Exercise instructions
Return every line from the records below in which the word "followed" is found.

(Saved data entries)
_ _ _ _ _ _ _
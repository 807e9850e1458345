//! Primitive binary encoders for the WASM target format: base-128 variable
//! length integers, IEEE-754 float byte layout, length-prefixed vectors,
//! section framing, and the opcode catalog. No knowledge of the source
//! language lives here; the contract is bit-exact, fixed by the format.

/// Single-byte opcodes from the target format's instruction catalog.
pub mod op {
    pub const BLOCK: u8 = 0x02;
    pub const LOOP: u8 = 0x03;
    pub const IF: u8 = 0x04;
    pub const ELSE: u8 = 0x05;
    pub const END: u8 = 0x0B;
    pub const BR: u8 = 0x0C;
    pub const BR_IF: u8 = 0x0D;

    pub const DROP: u8 = 0x1A;
    pub const SELECT: u8 = 0x1B;

    pub const LOCAL_GET: u8 = 0x20;
    pub const LOCAL_SET: u8 = 0x21;
    pub const LOCAL_TEE: u8 = 0x22;

    pub const I32_LOAD: u8 = 0x28;
    pub const F32_LOAD: u8 = 0x2A;
    pub const F64_LOAD: u8 = 0x2B;
    pub const I32_LOAD8_S: u8 = 0x2C;
    pub const I32_LOAD8_U: u8 = 0x2D;
    pub const I32_LOAD16_S: u8 = 0x2E;
    pub const I32_LOAD16_U: u8 = 0x2F;
    pub const I32_STORE: u8 = 0x36;
    pub const F32_STORE: u8 = 0x38;
    pub const F64_STORE: u8 = 0x39;
    pub const I32_STORE8: u8 = 0x3A;
    pub const I32_STORE16: u8 = 0x3B;

    pub const I32_CONST: u8 = 0x41;
    pub const F32_CONST: u8 = 0x43;
    pub const F64_CONST: u8 = 0x44;

    pub const I32_EQZ: u8 = 0x45;
    pub const I32_EQ: u8 = 0x46;
    pub const I32_NE: u8 = 0x47;
    pub const I32_LT_S: u8 = 0x48;
    pub const I32_GT_S: u8 = 0x4A;
    pub const I32_GT_U: u8 = 0x4B;
    pub const I32_LE_S: u8 = 0x4C;
    pub const I32_GE_S: u8 = 0x4E;

    pub const F32_EQ: u8 = 0x5B;
    pub const F32_NE: u8 = 0x5C;
    pub const F32_LT: u8 = 0x5D;
    pub const F32_GT: u8 = 0x5E;
    pub const F32_LE: u8 = 0x5F;
    pub const F32_GE: u8 = 0x60;

    pub const F64_EQ: u8 = 0x61;
    pub const F64_NE: u8 = 0x62;
    pub const F64_LT: u8 = 0x63;
    pub const F64_GT: u8 = 0x64;
    pub const F64_LE: u8 = 0x65;
    pub const F64_GE: u8 = 0x66;

    pub const I32_ADD: u8 = 0x6A;
    pub const I32_SUB: u8 = 0x6B;
    pub const I32_MUL: u8 = 0x6C;
    pub const I32_DIV_S: u8 = 0x6D;
    pub const I32_REM_S: u8 = 0x6F;
    pub const I32_AND: u8 = 0x71;
    pub const I32_OR: u8 = 0x72;
    pub const I32_XOR: u8 = 0x73;
    pub const I32_SHL: u8 = 0x74;
    pub const I32_SHR_S: u8 = 0x75;

    pub const F32_ABS: u8 = 0x8B;
    pub const F32_NEG: u8 = 0x8C;
    pub const F32_CEIL: u8 = 0x8D;
    pub const F32_FLOOR: u8 = 0x8E;
    pub const F32_SQRT: u8 = 0x91;
    pub const F32_ADD: u8 = 0x92;
    pub const F32_SUB: u8 = 0x93;
    pub const F32_MUL: u8 = 0x94;
    pub const F32_DIV: u8 = 0x95;
    pub const F32_MIN: u8 = 0x96;
    pub const F32_MAX: u8 = 0x97;

    pub const F64_ABS: u8 = 0x99;
    pub const F64_NEG: u8 = 0x9A;
    pub const F64_CEIL: u8 = 0x9B;
    pub const F64_FLOOR: u8 = 0x9C;
    pub const F64_SQRT: u8 = 0x9F;
    pub const F64_ADD: u8 = 0xA0;
    pub const F64_SUB: u8 = 0xA1;
    pub const F64_MUL: u8 = 0xA2;
    pub const F64_DIV: u8 = 0xA3;
    pub const F64_MIN: u8 = 0xA4;
    pub const F64_MAX: u8 = 0xA5;

    pub const I32_TRUNC_F32_S: u8 = 0xA8;
    pub const I32_TRUNC_F64_S: u8 = 0xAA;
    pub const F32_CONVERT_I32_S: u8 = 0xB2;
    pub const F32_DEMOTE_F64: u8 = 0xB6;
    pub const F64_CONVERT_I32_S: u8 = 0xB7;
    pub const F64_PROMOTE_F32: u8 = 0xBB;
}

/// Block type immediates and value type bytes.
pub mod blocktype {
    pub const VOID: u8 = 0x40;
    pub const I32: u8 = 0x7F;
    pub const F32: u8 = 0x7D;
    pub const F64: u8 = 0x7C;
}

/// Unsigned base-128 variable length encoding: little-endian 7-bit groups,
/// continuation bit in the high bit of each byte.
pub fn uleb(mut value: u64, out: &mut Vec<u8>) {
    loop {
        let byte = (value & 0x7f) as u8;
        value >>= 7;
        if value == 0 {
            out.push(byte);
            return;
        }
        out.push(byte | 0x80);
    }
}

/// Signed (two's-complement) base-128 variable length encoding.
pub fn sleb(mut value: i64, out: &mut Vec<u8>) {
    loop {
        let byte = (value & 0x7f) as u8;
        value >>= 7;
        let sign_clear = byte & 0x40 == 0;
        if (value == 0 && sign_clear) || (value == -1 && !sign_clear) {
            out.push(byte);
            return;
        }
        out.push(byte | 0x80);
    }
}

/// Signed LEB padded to exactly `width` bytes with redundant continuation
/// groups. Used for relocation placeholders a linker patches in place.
pub fn sleb_padded(mut value: i64, width: usize, out: &mut Vec<u8>) {
    debug_assert!(width > 0);
    for _ in 0..width - 1 {
        out.push((value & 0x7f) as u8 | 0x80);
        value >>= 7;
    }
    out.push((value & 0x7f) as u8);
}

/// Decode an unsigned LEB value, returning it and the number of bytes read.
pub fn decode_uleb(bytes: &[u8]) -> Option<(u64, usize)> {
    let mut value = 0u64;
    let mut shift = 0u32;
    for (i, &b) in bytes.iter().enumerate() {
        value |= ((b & 0x7f) as u64) << shift;
        if b & 0x80 == 0 {
            return Some((value, i + 1));
        }
        shift += 7;
        if shift >= 64 {
            return None;
        }
    }
    None
}

/// Decode a signed LEB value, returning it and the number of bytes read.
pub fn decode_sleb(bytes: &[u8]) -> Option<(i64, usize)> {
    let mut value = 0i64;
    let mut shift = 0u32;
    for (i, &b) in bytes.iter().enumerate() {
        value |= ((b & 0x7f) as i64) << shift;
        shift += 7;
        if b & 0x80 == 0 {
            if shift < 64 && b & 0x40 != 0 {
                value |= -1i64 << shift;
            }
            return Some((value, i + 1));
        }
        if shift >= 64 {
            return None;
        }
    }
    None
}

/// 4 little-endian bytes of IEEE-754 binary32.
pub fn f32_bytes(value: f32, out: &mut Vec<u8>) {
    out.extend_from_slice(&value.to_le_bytes());
}

/// 8 little-endian bytes of IEEE-754 binary64.
pub fn f64_bytes(value: f64, out: &mut Vec<u8>) {
    out.extend_from_slice(&value.to_le_bytes());
}

/// Length-prefixed vector: ULEB count followed by the raw bytes.
pub fn byte_vec(bytes: &[u8], out: &mut Vec<u8>) {
    uleb(bytes.len() as u64, out);
    out.extend_from_slice(bytes);
}

/// Section framing: one-byte id followed by the length-prefixed payload.
pub fn section(id: u8, payload: &[u8], out: &mut Vec<u8>) {
    out.push(id);
    byte_vec(payload, out);
}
_ _ _ _ _ _ _
Answer space
/// Length-prefixed vector: ULEB count followed by the raw bytes.
/// Section framing: one-byte id followed by the length-prefixed payload.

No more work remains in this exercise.